We owe it to ourselves and the world to make wise decisions about what we eat. If you’ve never done this before, then this can seem overwhelming. Thankfully, it becomes second nature quite quickly. My own approach is quite basic. I don’t have loads of money available to buy the best food out there, but I make sure that the money I do spend is well spent. I buy locally produced food, even if it costs a smidgeon more, because it tastes better. (If you don’t believe me, buy an apple produced in New Zealand and another produced in Kent or wherever close to you and let me know.) When the food you eat tastes better, you eat less of it because you feel satisfied. I might also take this moment to remind everyone about the fragility of the food chain and the need to increase food security, which really hit home during WWII, when no shipping line was safe.
The powers that be during WWII also realized that food is a powerful weapon, especially given what had been learned about nutrition since the beginning of the 20th century. Civilians had to be fighting-fit in order to not be starved into submission. MoF pamphlets abound with talk of body building foods (protein), energy foods (carbohydrates) and protective foods (vitamins). The housewife was encouraged to serve at least one raw vegetable a day and a well-cooked (meaning not overcooked) vegetable on top of that. Fruit was scarce, so vegetables had to step up to the plate, literally. Protein was also not as abundant as previously, and had to be used wisely and fairly in order to ensure that people stayed healthy. Finally, locally produced carbohydrates such as oatmeal and potatoes were favored over those that had to be imported, such as rice and wheat. (Okay, I know the GF diet relies a lot on rice, and I agree, but we can easily boot wheat out, can’t we?)
We still need to be GF fit, even though we’re not fighting, so my guidelines are these:
1. Eat locally as much as possible.
2. Serve vegetables at every meal, even breakfast.

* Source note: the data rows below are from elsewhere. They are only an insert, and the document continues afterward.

use anyhow::Result;

use osm_model::{
    AreaBuffer, AreaBuilder, InnerRingBuilder, NodeID, NodeRef, OuterRingBuilder, Relation,
    TagListBuilder, WayBuffer,
};

use crate::proto_ring::RingArena;
use crate::segment::{calculate_intersection, is_below, outside_x_range, y_range_overlap};
use crate::{NodeRefSegment, Problem, ProblemKind, ProtoRing, RingId};

/// Assembles area objects from multipolygon relations and their member ways.
/// The caller collects the members into a `WayBuffer` and calls `assemble`
/// once per relation; results land in the `AreaBuffer`.
///
/// One instance holds the working vectors for a single invocation at a time.
/// Use one instance per thread.
pub struct Assembler {
    /// Problems found in the input, accumulated across invocations until
    /// cleared.
    problems: Vec<Problem>,
    remember_problems: bool,
    debug: bool,
    /// The way segments of the current invocation, sorted by location.
    segments: Vec<NodeRefSegment>,
    /// The rings being grown from those segments.
    rings: RingArena,
}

3. Be careful with meat especially, but with also eggs and cheese. Use them well, remembering that overeating these things is expensive and tends to lead to health problems.
4. Serve (almost) exculsively whole grains, because the GF diet tends to lack fibre.
I’ll post more details about each meal of the day in the weeks to come, and perhaps eventually also post some more meal plans. Now, if I can just find that ladder so I can get down…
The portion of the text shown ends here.